**Directions for this task**. Repeat the lines from the line with "filename src/dsp/filter.rs" to the line with "pub fn set_params(&mut" in the listing below, keeping both end lines and adding nothing.

**Records shown**.
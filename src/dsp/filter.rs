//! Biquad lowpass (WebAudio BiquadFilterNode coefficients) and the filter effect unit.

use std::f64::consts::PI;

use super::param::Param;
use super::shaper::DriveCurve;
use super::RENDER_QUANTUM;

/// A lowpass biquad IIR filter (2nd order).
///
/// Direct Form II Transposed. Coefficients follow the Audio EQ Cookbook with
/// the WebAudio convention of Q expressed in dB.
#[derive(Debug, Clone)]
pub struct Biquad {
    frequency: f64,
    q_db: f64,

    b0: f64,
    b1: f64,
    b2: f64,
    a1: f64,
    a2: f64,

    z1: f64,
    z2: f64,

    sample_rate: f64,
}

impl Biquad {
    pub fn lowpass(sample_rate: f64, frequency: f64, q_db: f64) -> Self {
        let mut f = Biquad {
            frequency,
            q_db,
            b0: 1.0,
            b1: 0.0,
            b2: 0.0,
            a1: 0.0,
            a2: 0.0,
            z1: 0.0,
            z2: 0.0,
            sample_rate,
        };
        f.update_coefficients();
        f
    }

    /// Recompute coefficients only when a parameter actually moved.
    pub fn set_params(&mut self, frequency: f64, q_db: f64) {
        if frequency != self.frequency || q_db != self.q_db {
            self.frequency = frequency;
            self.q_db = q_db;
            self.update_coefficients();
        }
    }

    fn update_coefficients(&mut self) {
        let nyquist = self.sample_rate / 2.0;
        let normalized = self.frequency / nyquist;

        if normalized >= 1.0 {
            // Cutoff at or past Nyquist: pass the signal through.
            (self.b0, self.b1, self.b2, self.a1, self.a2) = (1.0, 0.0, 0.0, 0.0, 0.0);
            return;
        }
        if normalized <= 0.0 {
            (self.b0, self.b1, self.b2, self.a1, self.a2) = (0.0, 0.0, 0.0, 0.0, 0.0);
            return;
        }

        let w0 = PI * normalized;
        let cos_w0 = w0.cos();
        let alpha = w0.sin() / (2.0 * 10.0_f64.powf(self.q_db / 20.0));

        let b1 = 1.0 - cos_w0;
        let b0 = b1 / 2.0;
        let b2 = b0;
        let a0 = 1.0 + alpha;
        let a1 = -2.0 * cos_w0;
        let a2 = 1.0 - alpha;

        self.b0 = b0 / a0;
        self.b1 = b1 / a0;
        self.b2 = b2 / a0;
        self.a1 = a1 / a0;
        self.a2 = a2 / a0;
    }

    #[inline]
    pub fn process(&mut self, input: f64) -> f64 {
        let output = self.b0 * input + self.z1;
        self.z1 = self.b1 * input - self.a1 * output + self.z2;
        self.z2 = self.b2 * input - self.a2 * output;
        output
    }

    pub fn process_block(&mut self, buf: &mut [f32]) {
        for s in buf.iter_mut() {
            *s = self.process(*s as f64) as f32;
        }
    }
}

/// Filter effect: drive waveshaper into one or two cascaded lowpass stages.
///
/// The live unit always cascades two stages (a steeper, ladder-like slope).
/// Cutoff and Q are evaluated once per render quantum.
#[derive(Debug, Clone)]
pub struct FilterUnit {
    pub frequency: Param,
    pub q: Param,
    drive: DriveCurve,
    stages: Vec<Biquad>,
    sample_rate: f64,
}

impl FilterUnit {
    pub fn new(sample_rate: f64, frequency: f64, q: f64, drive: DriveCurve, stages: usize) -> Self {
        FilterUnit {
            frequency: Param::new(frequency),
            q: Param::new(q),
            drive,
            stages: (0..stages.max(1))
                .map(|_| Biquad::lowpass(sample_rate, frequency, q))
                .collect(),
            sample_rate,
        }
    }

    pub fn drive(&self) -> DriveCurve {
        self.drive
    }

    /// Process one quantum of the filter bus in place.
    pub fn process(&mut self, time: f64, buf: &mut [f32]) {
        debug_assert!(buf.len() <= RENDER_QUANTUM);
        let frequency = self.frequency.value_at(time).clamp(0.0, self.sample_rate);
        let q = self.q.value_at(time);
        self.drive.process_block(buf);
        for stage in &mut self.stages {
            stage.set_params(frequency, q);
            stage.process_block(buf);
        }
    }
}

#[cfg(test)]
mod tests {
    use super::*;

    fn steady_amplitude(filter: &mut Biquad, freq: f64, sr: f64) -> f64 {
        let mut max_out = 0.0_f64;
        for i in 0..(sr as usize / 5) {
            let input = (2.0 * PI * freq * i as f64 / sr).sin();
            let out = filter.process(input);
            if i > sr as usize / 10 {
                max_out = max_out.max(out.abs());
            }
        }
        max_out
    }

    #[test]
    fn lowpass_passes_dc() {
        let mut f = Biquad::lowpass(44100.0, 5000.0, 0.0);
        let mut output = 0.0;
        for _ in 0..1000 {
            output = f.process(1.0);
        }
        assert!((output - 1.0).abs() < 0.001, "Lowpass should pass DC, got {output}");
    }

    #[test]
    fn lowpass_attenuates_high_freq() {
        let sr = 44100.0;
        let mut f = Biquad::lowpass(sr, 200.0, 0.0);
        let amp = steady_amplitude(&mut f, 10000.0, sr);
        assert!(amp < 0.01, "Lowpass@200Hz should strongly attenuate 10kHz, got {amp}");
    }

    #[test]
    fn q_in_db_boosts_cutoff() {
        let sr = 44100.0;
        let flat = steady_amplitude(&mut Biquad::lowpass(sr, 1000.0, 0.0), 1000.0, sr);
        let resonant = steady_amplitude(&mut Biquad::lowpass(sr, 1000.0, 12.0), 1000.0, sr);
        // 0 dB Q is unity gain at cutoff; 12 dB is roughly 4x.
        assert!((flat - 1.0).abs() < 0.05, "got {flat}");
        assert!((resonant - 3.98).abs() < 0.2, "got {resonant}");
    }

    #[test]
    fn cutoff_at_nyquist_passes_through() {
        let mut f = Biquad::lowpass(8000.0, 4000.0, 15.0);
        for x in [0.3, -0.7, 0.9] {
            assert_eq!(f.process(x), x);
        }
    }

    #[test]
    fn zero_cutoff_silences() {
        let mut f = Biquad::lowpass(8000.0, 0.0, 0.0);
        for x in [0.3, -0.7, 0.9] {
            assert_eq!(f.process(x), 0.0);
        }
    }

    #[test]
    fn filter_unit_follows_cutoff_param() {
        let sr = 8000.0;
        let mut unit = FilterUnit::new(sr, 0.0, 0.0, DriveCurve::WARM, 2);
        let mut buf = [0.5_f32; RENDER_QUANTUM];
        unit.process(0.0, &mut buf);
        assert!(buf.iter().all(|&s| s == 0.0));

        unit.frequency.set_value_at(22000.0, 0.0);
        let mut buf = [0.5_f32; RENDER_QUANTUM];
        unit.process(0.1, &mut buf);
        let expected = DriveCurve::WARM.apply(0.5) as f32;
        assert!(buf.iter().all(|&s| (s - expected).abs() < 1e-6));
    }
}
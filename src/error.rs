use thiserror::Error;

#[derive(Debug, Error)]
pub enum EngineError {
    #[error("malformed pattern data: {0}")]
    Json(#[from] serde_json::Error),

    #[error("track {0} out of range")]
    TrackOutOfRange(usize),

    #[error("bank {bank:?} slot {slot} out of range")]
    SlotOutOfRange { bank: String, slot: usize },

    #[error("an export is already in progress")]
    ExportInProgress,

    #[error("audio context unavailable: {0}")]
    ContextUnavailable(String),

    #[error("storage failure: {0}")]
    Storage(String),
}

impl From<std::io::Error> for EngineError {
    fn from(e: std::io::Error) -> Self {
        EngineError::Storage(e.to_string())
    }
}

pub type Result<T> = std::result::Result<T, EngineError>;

...

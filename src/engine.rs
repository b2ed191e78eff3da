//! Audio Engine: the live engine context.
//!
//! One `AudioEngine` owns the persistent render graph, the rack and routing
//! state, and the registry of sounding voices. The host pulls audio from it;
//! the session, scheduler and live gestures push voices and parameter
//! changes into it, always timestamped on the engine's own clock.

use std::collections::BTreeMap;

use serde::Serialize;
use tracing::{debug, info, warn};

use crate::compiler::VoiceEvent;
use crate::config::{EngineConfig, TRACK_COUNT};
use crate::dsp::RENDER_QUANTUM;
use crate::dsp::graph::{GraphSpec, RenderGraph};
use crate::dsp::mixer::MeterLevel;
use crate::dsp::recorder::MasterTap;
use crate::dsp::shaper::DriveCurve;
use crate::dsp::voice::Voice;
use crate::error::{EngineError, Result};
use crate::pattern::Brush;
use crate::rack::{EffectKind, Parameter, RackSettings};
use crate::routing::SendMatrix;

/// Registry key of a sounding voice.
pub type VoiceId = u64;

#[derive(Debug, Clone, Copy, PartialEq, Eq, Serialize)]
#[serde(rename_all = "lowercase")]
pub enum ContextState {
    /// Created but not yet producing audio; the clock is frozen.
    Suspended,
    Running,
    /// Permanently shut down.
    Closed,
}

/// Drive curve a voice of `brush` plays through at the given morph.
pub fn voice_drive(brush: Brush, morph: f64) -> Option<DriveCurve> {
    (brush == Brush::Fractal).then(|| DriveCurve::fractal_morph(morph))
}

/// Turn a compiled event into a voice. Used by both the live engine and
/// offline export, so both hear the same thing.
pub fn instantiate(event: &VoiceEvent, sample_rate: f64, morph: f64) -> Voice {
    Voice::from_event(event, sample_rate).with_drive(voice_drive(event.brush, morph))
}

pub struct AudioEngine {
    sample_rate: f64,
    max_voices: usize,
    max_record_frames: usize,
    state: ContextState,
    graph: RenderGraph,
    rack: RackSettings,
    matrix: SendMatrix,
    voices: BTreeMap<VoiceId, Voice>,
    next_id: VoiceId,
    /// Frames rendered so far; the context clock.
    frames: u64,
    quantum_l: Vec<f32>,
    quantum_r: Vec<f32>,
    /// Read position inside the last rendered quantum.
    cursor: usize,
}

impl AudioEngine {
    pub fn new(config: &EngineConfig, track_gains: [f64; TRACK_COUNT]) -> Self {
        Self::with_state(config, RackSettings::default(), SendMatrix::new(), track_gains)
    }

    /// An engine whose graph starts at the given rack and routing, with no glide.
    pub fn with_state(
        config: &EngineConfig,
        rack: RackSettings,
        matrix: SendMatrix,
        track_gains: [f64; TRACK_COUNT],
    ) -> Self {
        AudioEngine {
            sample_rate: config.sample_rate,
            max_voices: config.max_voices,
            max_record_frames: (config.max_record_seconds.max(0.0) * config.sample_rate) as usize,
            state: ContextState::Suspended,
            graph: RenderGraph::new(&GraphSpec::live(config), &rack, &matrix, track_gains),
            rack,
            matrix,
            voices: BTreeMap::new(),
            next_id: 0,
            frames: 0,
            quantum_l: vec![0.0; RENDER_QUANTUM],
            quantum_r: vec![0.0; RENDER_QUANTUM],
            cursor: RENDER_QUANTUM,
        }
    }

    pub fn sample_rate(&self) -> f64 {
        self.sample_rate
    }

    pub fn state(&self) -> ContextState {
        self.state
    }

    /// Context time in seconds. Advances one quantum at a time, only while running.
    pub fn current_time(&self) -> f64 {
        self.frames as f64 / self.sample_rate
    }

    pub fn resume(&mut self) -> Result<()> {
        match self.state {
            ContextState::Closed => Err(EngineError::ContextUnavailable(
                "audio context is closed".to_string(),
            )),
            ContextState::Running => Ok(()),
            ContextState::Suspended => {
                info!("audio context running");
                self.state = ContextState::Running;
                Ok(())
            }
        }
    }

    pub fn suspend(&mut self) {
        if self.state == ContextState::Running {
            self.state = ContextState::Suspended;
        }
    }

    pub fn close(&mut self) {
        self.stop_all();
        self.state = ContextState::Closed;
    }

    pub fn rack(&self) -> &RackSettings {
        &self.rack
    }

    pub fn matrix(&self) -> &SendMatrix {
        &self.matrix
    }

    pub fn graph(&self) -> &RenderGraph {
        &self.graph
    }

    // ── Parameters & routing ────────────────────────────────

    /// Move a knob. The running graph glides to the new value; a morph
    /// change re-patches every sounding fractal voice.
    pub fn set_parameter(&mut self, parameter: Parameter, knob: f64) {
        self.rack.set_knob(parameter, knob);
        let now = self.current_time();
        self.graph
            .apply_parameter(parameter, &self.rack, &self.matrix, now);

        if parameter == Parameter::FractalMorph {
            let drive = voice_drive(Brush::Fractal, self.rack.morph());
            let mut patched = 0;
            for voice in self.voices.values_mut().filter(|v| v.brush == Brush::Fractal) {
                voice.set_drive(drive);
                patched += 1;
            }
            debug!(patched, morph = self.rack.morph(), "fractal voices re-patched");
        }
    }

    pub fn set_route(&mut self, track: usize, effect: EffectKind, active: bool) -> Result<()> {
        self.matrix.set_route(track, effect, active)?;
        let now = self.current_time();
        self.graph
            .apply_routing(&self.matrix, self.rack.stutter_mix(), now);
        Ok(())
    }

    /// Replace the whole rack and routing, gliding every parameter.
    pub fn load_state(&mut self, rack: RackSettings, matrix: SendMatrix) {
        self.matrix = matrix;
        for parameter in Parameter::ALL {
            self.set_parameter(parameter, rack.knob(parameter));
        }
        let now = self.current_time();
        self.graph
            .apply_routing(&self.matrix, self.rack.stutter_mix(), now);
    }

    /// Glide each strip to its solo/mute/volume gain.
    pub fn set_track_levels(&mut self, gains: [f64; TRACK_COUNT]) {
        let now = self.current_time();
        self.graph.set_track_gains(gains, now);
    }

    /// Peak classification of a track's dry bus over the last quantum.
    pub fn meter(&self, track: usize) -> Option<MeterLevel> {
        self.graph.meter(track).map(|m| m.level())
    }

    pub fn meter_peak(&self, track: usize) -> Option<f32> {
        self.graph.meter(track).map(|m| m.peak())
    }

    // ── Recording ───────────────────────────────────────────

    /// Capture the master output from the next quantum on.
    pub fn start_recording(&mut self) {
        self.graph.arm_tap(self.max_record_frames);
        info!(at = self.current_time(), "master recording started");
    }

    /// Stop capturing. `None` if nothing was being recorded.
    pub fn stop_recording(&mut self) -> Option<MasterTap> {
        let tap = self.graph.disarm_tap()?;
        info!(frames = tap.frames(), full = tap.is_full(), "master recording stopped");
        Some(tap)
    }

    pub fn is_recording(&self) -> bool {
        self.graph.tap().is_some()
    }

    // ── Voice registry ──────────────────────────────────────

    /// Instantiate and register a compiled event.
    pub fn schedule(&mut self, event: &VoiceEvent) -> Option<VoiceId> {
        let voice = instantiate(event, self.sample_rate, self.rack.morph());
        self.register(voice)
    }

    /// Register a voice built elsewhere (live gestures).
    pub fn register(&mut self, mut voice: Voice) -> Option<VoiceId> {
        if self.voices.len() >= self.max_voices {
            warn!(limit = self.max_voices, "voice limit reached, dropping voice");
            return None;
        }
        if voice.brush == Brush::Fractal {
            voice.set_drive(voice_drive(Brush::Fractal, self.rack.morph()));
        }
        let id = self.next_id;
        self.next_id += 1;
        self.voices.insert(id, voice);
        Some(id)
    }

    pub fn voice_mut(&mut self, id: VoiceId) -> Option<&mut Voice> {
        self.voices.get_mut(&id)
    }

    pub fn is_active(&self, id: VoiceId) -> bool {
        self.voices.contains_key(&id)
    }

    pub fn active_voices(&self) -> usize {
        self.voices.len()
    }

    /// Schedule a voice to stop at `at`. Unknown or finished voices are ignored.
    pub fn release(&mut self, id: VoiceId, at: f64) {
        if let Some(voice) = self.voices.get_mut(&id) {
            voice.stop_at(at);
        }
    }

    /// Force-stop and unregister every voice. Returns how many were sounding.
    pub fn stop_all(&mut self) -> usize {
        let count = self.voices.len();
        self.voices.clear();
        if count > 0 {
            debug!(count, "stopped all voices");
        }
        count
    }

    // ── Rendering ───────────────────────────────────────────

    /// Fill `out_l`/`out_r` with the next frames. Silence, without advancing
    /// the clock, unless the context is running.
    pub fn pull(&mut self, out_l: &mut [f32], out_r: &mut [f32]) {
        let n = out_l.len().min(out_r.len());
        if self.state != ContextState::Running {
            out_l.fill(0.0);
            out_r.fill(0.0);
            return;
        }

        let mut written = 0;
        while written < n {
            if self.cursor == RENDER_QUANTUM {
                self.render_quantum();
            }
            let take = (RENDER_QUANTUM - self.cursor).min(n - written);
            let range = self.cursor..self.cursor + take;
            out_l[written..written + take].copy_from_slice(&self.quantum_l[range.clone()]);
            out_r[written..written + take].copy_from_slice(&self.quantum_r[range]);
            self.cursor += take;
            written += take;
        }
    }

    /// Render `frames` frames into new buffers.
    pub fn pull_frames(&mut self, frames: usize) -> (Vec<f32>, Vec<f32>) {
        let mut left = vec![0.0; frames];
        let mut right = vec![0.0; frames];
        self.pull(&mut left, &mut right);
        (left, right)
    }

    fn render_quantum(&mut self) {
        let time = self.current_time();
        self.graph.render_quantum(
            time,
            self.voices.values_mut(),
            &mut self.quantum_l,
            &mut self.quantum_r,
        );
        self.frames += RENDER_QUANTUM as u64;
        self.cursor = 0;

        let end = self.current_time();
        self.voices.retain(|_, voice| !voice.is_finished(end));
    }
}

**Answer section**.
filename src/dsp/filter.rs
//! Biquad lowpass (WebAudio BiquadFilterNode coefficients) and the filter effect unit.

use std::f64::consts::PI;

use super::param::Param;
use super::shaper::DriveCurve;
use super::RENDER_QUANTUM;

/// A lowpass biquad IIR filter (2nd order).
///
/// Direct Form II Transposed. Coefficients follow the Audio EQ Cookbook with
/// the WebAudio convention of Q expressed in dB.
#[derive(Debug, Clone)]
pub struct Biquad {
    frequency: f64,
    q_db: f64,

    b0: f64,
    b1: f64,
    b2: f64,
    a1: f64,
    a2: f64,

    z1: f64,
    z2: f64,

    sample_rate: f64,
}

impl Biquad {
    pub fn lowpass(sample_rate: f64, frequency: f64, q_db: f64) -> Self {
        let mut f = Biquad {
            frequency,
            q_db,
            b0: 1.0,
            b1: 0.0,
            b2: 0.0,
            a1: 0.0,
            a2: 0.0,
            z1: 0.0,
            z2: 0.0,
            sample_rate,
        };
        f.update_coefficients();
        f
    }

    /// Recompute coefficients only when a parameter actually moved.
    pub fn set_params(&mut self, frequency: f64, q_db: f64) {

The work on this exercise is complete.